# WORK ORDER
Gather all lines with "IgnoredAny" from the records.

--------------------

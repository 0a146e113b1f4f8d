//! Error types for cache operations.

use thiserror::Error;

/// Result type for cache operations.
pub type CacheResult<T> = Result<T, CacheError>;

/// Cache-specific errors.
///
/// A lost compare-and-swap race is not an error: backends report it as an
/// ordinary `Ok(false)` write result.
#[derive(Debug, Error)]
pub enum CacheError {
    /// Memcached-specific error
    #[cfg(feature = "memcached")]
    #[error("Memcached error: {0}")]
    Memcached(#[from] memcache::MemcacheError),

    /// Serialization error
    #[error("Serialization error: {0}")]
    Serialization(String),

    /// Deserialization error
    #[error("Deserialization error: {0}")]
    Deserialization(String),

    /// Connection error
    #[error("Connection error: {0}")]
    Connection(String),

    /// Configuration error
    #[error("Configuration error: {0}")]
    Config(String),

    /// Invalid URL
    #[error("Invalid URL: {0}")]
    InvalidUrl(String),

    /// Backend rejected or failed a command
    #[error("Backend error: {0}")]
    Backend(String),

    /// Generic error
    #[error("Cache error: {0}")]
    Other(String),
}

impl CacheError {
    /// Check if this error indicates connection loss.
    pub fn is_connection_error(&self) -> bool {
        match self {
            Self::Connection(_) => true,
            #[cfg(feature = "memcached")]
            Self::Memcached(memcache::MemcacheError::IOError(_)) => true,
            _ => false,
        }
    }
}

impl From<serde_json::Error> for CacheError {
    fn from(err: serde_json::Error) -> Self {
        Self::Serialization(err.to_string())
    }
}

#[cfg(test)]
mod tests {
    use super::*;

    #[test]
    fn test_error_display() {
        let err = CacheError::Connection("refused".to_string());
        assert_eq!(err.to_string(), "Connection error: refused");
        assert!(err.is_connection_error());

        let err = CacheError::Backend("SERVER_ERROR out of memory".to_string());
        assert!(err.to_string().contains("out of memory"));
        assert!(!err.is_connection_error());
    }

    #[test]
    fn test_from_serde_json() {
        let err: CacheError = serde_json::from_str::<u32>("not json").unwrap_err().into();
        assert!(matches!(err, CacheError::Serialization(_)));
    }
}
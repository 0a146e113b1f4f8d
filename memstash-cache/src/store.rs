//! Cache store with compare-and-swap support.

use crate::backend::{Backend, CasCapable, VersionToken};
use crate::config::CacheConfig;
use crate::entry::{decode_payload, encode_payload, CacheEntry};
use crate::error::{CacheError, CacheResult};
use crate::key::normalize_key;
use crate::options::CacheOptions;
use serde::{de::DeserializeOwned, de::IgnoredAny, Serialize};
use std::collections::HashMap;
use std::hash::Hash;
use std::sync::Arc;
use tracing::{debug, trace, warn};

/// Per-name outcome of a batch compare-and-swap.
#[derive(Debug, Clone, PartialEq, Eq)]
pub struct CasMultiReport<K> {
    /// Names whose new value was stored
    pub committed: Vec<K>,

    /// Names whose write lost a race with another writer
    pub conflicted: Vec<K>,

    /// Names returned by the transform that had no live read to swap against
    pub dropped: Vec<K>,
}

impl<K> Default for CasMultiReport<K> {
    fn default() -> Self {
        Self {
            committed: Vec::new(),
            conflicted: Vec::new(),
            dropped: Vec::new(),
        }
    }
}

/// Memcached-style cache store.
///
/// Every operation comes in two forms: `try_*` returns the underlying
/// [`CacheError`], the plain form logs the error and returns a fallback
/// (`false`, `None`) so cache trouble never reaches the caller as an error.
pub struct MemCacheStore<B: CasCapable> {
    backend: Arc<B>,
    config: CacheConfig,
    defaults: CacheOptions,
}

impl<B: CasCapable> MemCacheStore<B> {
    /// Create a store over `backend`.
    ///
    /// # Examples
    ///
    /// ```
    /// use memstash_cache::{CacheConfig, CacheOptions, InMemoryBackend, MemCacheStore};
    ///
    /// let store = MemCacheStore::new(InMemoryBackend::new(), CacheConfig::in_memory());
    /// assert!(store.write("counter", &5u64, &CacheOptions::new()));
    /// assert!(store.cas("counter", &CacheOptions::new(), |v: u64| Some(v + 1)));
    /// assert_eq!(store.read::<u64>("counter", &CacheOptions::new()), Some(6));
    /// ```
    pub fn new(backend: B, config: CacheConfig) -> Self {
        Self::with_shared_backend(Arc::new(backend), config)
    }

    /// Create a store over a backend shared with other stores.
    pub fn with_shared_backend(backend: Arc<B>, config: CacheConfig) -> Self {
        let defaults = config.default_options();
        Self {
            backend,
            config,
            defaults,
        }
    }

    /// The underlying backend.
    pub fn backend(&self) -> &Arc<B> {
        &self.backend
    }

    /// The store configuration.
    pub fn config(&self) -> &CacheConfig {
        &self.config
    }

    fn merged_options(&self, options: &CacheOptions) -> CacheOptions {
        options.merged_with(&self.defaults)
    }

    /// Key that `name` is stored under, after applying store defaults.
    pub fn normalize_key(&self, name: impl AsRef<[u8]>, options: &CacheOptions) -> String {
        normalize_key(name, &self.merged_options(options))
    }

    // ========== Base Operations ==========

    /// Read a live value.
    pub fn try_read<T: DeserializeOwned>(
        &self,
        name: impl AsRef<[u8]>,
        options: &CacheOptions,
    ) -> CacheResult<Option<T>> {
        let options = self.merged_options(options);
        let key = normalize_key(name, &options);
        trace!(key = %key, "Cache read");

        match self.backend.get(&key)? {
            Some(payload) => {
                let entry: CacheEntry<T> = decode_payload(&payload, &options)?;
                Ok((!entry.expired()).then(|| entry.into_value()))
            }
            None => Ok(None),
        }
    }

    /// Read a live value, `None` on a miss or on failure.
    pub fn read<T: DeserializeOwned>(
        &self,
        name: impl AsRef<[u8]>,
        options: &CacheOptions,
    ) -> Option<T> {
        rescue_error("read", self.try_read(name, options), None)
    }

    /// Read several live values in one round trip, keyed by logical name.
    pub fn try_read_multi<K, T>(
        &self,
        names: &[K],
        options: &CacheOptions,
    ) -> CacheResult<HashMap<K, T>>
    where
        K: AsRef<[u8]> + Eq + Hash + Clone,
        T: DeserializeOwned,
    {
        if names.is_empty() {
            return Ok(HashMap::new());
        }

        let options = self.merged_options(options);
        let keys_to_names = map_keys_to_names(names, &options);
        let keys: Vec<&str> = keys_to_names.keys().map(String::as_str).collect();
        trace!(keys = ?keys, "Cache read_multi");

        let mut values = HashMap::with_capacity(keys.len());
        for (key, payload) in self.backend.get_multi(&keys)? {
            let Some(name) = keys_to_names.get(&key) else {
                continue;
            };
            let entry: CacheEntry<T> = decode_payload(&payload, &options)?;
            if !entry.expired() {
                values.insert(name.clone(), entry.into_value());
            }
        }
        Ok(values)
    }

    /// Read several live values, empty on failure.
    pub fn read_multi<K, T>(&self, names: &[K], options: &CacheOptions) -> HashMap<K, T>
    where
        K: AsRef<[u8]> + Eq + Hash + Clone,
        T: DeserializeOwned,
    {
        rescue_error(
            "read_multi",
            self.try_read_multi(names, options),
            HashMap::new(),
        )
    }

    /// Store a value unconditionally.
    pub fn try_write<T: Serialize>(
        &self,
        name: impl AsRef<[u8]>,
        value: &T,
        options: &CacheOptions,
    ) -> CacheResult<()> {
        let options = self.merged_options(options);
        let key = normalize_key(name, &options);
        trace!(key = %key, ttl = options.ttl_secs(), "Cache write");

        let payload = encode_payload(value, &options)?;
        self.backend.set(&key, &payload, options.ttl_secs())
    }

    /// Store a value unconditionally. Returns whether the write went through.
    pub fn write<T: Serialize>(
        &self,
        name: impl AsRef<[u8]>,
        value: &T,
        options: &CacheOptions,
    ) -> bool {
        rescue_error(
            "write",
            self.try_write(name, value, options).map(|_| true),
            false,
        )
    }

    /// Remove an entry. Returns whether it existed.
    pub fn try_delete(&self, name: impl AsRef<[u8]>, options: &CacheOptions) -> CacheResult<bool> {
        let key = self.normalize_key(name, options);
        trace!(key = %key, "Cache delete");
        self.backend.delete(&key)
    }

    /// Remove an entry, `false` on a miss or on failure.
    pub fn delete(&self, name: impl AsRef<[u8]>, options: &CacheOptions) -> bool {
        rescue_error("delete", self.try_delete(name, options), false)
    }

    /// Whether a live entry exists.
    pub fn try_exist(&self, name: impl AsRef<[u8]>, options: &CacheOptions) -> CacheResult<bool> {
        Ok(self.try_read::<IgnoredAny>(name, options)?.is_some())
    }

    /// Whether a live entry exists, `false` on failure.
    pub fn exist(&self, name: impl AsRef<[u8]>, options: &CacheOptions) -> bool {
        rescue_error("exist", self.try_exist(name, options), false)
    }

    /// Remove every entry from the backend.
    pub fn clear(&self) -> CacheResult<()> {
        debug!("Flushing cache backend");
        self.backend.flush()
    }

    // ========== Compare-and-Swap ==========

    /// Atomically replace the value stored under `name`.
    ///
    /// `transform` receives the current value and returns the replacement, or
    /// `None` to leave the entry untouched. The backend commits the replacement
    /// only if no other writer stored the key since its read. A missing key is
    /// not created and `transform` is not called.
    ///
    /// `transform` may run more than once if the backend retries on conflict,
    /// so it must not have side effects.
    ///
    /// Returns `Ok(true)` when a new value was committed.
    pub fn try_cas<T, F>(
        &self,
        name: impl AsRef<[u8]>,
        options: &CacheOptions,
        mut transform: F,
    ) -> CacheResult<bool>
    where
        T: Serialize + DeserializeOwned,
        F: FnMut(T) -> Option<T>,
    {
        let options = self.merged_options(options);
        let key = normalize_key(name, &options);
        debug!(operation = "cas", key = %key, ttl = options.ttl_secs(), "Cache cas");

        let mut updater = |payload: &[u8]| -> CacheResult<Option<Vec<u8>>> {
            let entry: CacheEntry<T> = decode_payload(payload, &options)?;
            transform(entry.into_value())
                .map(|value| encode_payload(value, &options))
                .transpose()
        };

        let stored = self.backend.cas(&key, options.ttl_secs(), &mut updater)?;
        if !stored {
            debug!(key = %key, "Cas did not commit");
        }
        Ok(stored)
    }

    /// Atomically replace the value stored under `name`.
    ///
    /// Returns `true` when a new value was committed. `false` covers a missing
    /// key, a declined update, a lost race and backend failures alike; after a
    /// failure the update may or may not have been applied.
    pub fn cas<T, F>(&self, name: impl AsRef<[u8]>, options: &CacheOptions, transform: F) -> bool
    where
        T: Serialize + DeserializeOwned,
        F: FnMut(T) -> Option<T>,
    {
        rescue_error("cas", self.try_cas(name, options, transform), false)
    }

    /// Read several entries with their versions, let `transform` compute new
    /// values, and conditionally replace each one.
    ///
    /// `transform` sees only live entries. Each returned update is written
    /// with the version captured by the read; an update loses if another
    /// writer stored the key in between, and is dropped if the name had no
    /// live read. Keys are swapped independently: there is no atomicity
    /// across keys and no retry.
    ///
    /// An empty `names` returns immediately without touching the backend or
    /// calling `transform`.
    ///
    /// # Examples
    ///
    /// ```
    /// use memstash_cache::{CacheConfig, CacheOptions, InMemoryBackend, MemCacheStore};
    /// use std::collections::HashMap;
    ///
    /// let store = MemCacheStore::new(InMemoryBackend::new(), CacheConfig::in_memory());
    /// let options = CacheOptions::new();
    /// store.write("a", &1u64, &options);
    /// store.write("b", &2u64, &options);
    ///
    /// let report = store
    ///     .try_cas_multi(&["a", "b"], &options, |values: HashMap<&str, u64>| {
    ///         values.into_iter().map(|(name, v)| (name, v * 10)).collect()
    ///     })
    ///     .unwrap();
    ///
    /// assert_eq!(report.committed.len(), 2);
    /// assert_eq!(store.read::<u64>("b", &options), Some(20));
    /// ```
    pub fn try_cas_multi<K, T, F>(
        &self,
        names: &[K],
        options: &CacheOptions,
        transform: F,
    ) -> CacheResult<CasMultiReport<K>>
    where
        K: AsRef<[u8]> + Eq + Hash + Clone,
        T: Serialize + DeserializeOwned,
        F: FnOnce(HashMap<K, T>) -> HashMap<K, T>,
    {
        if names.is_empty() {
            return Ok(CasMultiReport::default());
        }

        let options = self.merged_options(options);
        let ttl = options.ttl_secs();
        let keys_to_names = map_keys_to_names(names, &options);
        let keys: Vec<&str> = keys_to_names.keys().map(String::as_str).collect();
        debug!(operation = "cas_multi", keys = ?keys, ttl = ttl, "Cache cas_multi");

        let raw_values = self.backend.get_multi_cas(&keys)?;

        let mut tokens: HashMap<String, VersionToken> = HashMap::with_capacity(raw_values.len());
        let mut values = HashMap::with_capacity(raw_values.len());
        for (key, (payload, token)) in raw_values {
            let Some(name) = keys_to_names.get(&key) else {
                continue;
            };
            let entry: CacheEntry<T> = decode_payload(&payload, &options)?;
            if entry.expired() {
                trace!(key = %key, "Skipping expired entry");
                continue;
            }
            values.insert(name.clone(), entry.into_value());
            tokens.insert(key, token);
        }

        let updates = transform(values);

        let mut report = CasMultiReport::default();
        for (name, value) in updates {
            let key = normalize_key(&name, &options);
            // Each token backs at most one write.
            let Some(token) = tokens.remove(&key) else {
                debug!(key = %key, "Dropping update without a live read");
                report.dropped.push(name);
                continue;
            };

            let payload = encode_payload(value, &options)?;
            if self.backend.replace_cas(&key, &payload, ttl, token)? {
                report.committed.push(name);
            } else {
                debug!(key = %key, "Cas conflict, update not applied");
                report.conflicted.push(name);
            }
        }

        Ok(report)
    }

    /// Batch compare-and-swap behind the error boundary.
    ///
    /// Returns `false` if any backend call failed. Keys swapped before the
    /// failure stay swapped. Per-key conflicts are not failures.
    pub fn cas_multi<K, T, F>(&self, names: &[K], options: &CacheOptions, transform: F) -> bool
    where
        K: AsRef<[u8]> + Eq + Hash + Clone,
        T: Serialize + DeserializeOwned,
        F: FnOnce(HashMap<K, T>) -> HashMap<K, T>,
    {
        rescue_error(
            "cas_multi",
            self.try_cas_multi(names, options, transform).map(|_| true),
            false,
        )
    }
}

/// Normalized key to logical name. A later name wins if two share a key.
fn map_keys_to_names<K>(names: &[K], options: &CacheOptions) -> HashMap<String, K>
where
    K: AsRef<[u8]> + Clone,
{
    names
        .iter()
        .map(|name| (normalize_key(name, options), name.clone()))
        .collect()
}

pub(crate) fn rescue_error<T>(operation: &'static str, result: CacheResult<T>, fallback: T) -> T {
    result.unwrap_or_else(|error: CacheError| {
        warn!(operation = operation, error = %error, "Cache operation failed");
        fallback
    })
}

--------------------

# TASK SOLUTION
use serde::{de::DeserializeOwned, de::IgnoredAny, Serialize};
        Ok(self.try_read::<IgnoredAny>(name, options)?.is_some())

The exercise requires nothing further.